**PROBLEM REQUIREMENTS**
Your job is to print the listing exactly.

----

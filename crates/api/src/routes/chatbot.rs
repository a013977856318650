//! Route definitions for the `/chatbot` proxy.

use axum::routing::{get, post};
use axum::Router;

use crate::handlers::chatbot;
use crate::state::AppState;

/// Routes mounted at `/chatbot`. All require authentication.
///
/// ```text
/// POST   /send-message    -> send_message
/// POST   /autofill        -> autofill
/// GET    /history         -> history
/// DELETE /history         -> clear_history
/// GET    /health          -> upstream_health
/// ```
pub fn router() -> Router<AppState> {
    Router::new()
        .route("/send-message", post(chatbot::send_message))
        .route("/autofill", post(chatbot::autofill))
        .route(
            "/history",
            get(chatbot::history).delete(chatbot::clear_history),
        )
        .route("/health", get(chatbot::upstream_health))
}
//! Command-line front end for the marquee banner engine.

use std::fmt::{self, Display};

use anyhow::{Result, bail};
use clap::{Parser, ValueEnum};
use marquee::service::{DEFAULT_FONT, DEFAULT_WIDTH, RenderParams, Service};

fn main() -> Result<()> {
    env_logger::init();
    let cli = Cli::parse();
    let service = Service::builtin();

    if cli.list_fonts {
        let list = service.fonts();
        if cli.json {
            println!("{}", serde_json::to_string_pretty(&list)?);
        } else {
            for font in &list.fonts {
                println!("{font}");
            }
        }
        return Ok(());
    }

    let response = if cli.random {
        service.random()?
    } else {
        let Some(text) = cli.text else {
            bail!("provide TEXT to render, or use --list-fonts or --random");
        };
        let params = RenderParams {
            text,
            font: cli.font,
            width: cli.width,
            justify: cli.justify.to_string(),
        };
        service.generate(&params)?
    };

    if cli.json {
        println!("{}", serde_json::to_string_pretty(&response)?);
    } else {
        println!("{}", response.ascii_art);
    }
    Ok(())
}

#[derive(Parser)]
#[command(about = "Render text as an ASCII-art banner")]
struct Cli {
    /// Text to render; line breaks in the input start new banner lines
    text: Option<String>,
    /// Font name, see --list-fonts
    #[arg(short = 'f', long, default_value = DEFAULT_FONT)]
    font: String,
    /// Output width the art is justified within
    #[arg(short = 'w', long, default_value_t = DEFAULT_WIDTH)]
    width: i64,
    /// Line justification
    #[arg(short = 'j', long, default_value_t)]
    justify: Justify,
    /// List the bundled fonts and exit
    #[arg(long, conflicts_with_all = ["text", "random"])]
    list_fonts: bool,
    /// Render a random sample phrase in a random font
    #[arg(long, conflicts_with = "text")]
    random: bool,
    /// Print the full response as JSON instead of bare art
    #[arg(long)]
    json: bool,
}

#[derive(Clone, Copy, ValueEnum, Default)]
#[value(rename_all = "kebab-case")]
enum Justify {
    Left,
    #[default]
    Center,
    Right,
}

impl Display for Justify {
    fn fmt(&self, f: &mut fmt::Formatter<'_>) -> fmt::Result {
        match self {
            Self::Left => write!(f, "left"),
            Self::Center => write!(f, "center"),
            Self::Right => write!(f, "right"),
        }
    }
}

----

**WRITTEN SOLUTION**
filename crates/api/src/routes/chatbot.rs
repository a013977856318650
//! Route definitions for the `/chatbot` proxy.

use axum::routing::{get, post};
use axum::Router;

use crate::handlers::chatbot;
use crate::state::AppState;

/// Routes mounted at `/chatbot`. All require authentication.
///
/// ```text
/// POST   /send-message    -> send_message
/// POST   /autofill        -> autofill
/// GET    /history         -> history
/// DELETE /history         -> clear_history
/// GET    /health          -> upstream_health
/// ```
pub fn router() -> Router<AppState> {
    Router::new()
        .route("/send-message", post(chatbot::send_message))
        .route("/autofill", post(chatbot::autofill))
        .route(
            "/history",
            get(chatbot::history).delete(chatbot::clear_history),
        )
        .route("/health", get(chatbot::upstream_health))
}
//! Command-line front end for the marquee banner engine.

use std::fmt::{self, Display};

use anyhow::{Result, bail};
use clap::{Parser, ValueEnum};
use marquee::service::{DEFAULT_FONT, DEFAULT_WIDTH, RenderParams, Service};

fn main() -> Result<()> {
    env_logger::init();
    let cli = Cli::parse();
    let service = Service::builtin();

    if cli.list_fonts {
        let list = service.fonts();
        if cli.json {
            println!("{}", serde_json::to_string_pretty(&list)?);
        } else {
            for font in &list.fonts {
                println!("{font}");
            }
        }
        return Ok(());
    }

    let response = if cli.random {
        service.random()?
    } else {
        let Some(text) = cli.text else {
            bail!("provide TEXT to render, or use --list-fonts or --random");
        };
        let params = RenderParams {
            text,
            font: cli.font,
            width: cli.width,
            justify: cli.justify.to_string(),
        };
        service.generate(&params)?
    };

    if cli.json {
        println!("{}", serde_json::to_string_pretty(&response)?);
    } else {
        println!("{}", response.ascii_art);
    }
    Ok(())
}

#[derive(Parser)]
#[command(about = "Render text as an ASCII-art banner")]
struct Cli {
    /// Text to render; line breaks in the input start new banner lines
    text: Option<String>,
    /// Font name, see --list-fonts
    #[arg(short = 'f', long, default_value = DEFAULT_FONT)]
    font: String,
    /// Output width the art is justified within
    #[arg(short = 'w', long, default_value_t = DEFAULT_WIDTH)]
    width: i64,
    /// Line justification
    #[arg(short = 'j', long, default_value_t)]
    justify: Justify,
    /// List the bundled fonts and exit
    #[arg(long, conflicts_with_all = ["text", "random"])]
    list_fonts: bool,
    /// Render a random sample phrase in a random font
    #[arg(long, conflicts_with = "text")]
    random: bool,
    /// Print the full response as JSON instead of bare art
    #[arg(long)]
    json: bool,
}

#[derive(Clone, Copy, ValueEnum, Default)]
#[value(rename_all = "kebab-case")]
enum Justify {
    Left,
    #[default]
    Center,
    Right,
}

impl Display for Justify {
    fn fmt(&self, f: &mut fmt::Formatter<'_>) -> fmt::Result {
        match self {
            Self::Left => write!(f, "left"),
            Self::Center => write!(f, "center"),
            Self::Right => write!(f, "right"),
        }
    }
}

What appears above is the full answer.